use crate::app_service::use_app;
use beets_core::models::AlbumSummary;
use beets_core::SortKey;
use beets_ui::stores::AppStateStoreExt;
use beets_ui::LibraryView;
use dioxus::prelude::*;

#[component]
pub fn Library() -> Element {
    let app = use_app();

    use_hook({
        let app = app.clone();
        move || app.load_library()
    });

    // Pass the lens directly; LibraryView subscribes to what it reads
    let state = app.state.library();
    let search_value = app.state.search_input().read().clone();

    rsx! {
        LibraryView {
            state,
            search_value,
            on_search_input: {
                let app = app.clone();
                move |text: String| app.set_search_input(text)
            },
            on_search_submit: {
                let app = app.clone();
                move |_| app.search()
            },
            on_clear: {
                let app = app.clone();
                move |_| app.clear_filter()
            },
            on_sort_change: {
                let app = app.clone();
                move |sort: SortKey| app.set_sort(sort)
            },
            on_page_size_change: {
                let app = app.clone();
                move |size: u32| app.set_page_size(size)
            },
            on_artist_change: {
                let app = app.clone();
                move |artist: String| app.filter_by_artist(artist)
            },
            on_previous: {
                let app = app.clone();
                move |_| app.previous_page()
            },
            on_next: {
                let app = app.clone();
                move |_| app.next_page()
            },
            on_item_click: {
                let app = app.clone();
                move |id: i64| app.open_item(id)
            },
            on_album_click: move |album: AlbumSummary| app.open_album(album),
        }
    }
}
/// Position within a server-paginated listing.
///
/// `page` is 1-based. The server's `total` is authoritative for bounds, so
/// every derived value (page count, visible range, button state) comes from
/// the three numbers held here.
#[derive(Debug, Clone, Copy, PartialEq, Eq)]
pub struct Pagination {
    page: u32,
    page_size: u32,
    total: u64,
}

impl Default for Pagination {
    fn default() -> Self {
        Self::new(1, 50, 0)
    }
}

impl Pagination {
    /// Page and page size are clamped to at least 1.
    pub fn new(page: u32, page_size: u32, total: u64) -> Self {
        Self {
            page: page.max(1),
            page_size: page_size.max(1),
            total,
        }
    }

    pub fn page(&self) -> u32 {
        self.page
    }

    pub fn page_size(&self) -> u32 {
        self.page_size
    }

    pub fn total(&self) -> u64 {
        self.total
    }

    /// `ceil(total / page_size)`; zero for an empty library.
    pub fn page_count(&self) -> u64 {
        self.total.div_ceil(u64::from(self.page_size))
    }

    /// Number of items before the first row of this page.
    pub fn offset(&self) -> u64 {
        u64::from(self.page - 1) * u64::from(self.page_size)
    }

    /// Rows this page holds: `min(page_size, total - offset)`, or 0 when the
    /// page lies past the end.
    pub fn expected_rows(&self) -> u64 {
        self.total
            .saturating_sub(self.offset())
            .min(u64::from(self.page_size))
    }

    /// 1-based inclusive range of items shown, `None` when the page is empty.
    pub fn visible_range(&self) -> Option<(u64, u64)> {
        match self.expected_rows() {
            0 => None,
            rows => Some((self.offset() + 1, self.offset() + rows)),
        }
    }

    pub fn has_previous(&self) -> bool {
        self.page > 1
    }

    pub fn has_next(&self) -> bool {
        u64::from(self.page) < self.page_count()
    }

    pub fn previous_page(&self) -> Option<u32> {
        self.has_previous().then(|| self.page - 1)
    }

    pub fn next_page(&self) -> Option<u32> {
        self.has_next().then(|| self.page + 1)
    }
}

#[cfg(test)]
mod tests {
    use super::*;

    #[test]
    fn test_expected_rows_full_and_partial_pages() {
        assert_eq!(Pagination::new(1, 50, 120).expected_rows(), 50);
        assert_eq!(Pagination::new(2, 50, 120).expected_rows(), 50);
        assert_eq!(Pagination::new(3, 50, 120).expected_rows(), 20);
    }

    #[test]
    fn test_expected_rows_past_end_is_zero() {
        assert_eq!(Pagination::new(4, 50, 120).expected_rows(), 0);
        assert_eq!(Pagination::new(1, 50, 0).expected_rows(), 0);
    }

    #[test]
    fn test_expected_rows_matches_formula_for_grid() {
        for total in [0u64, 1, 49, 50, 51, 99, 100, 101, 1000] {
            for page_size in [1u32, 7, 25, 50] {
                for page in 1u32..=12 {
                    let p = Pagination::new(page, page_size, total);
                    let remaining = total as i64 - (i64::from(page) - 1) * i64::from(page_size);
                    let expected = if remaining >= 0 {
                        remaining.min(i64::from(page_size)) as u64
                    } else {
                        0
                    };
                    assert_eq!(p.expected_rows(), expected, "{page}/{page_size}/{total}");
                }
            }
        }
    }

    #[test]
    fn test_previous_disabled_only_on_first_page() {
        assert!(!Pagination::new(1, 50, 500).has_previous());
        assert!(Pagination::new(2, 50, 500).has_previous());
        assert_eq!(Pagination::new(2, 50, 500).previous_page(), Some(1));
        assert_eq!(Pagination::new(1, 50, 500).previous_page(), None);
    }

    #[test]
    fn test_next_disabled_on_last_page() {
        assert!(Pagination::new(1, 50, 101).has_next());
        assert!(Pagination::new(2, 50, 101).has_next());
        assert!(!Pagination::new(3, 50, 101).has_next());
        assert!(!Pagination::new(1, 50, 50).has_next());
        assert_eq!(Pagination::new(2, 50, 101).next_page(), Some(3));
    }

    #[test]
    fn test_empty_library_has_no_pages() {
        let p = Pagination::new(1, 50, 0);
        assert_eq!(p.page_count(), 0);
        assert!(!p.has_next());
        assert!(!p.has_previous());
        assert_eq!(p.visible_range(), None);
    }

    #[test]
    fn test_visible_range() {
        assert_eq!(Pagination::new(1, 50, 120).visible_range(), Some((1, 50)));
        assert_eq!(Pagination::new(3, 50, 120).visible_range(), Some((101, 120)));
    }

    #[test]
    fn test_new_clamps_zero_values() {
        let p = Pagination::new(0, 0, 10);
        assert_eq!(p.page(), 1);
        assert_eq!(p.page_size(), 1);
        assert_eq!(p.page_count(), 10);
    }
}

▸ **What the task requires**
Sift through the material above and copy the lines that contain the word "then".

▸ **The answer**
        self.has_previous().then(|| self.page - 1)
        self.has_next().then(|| self.page + 1)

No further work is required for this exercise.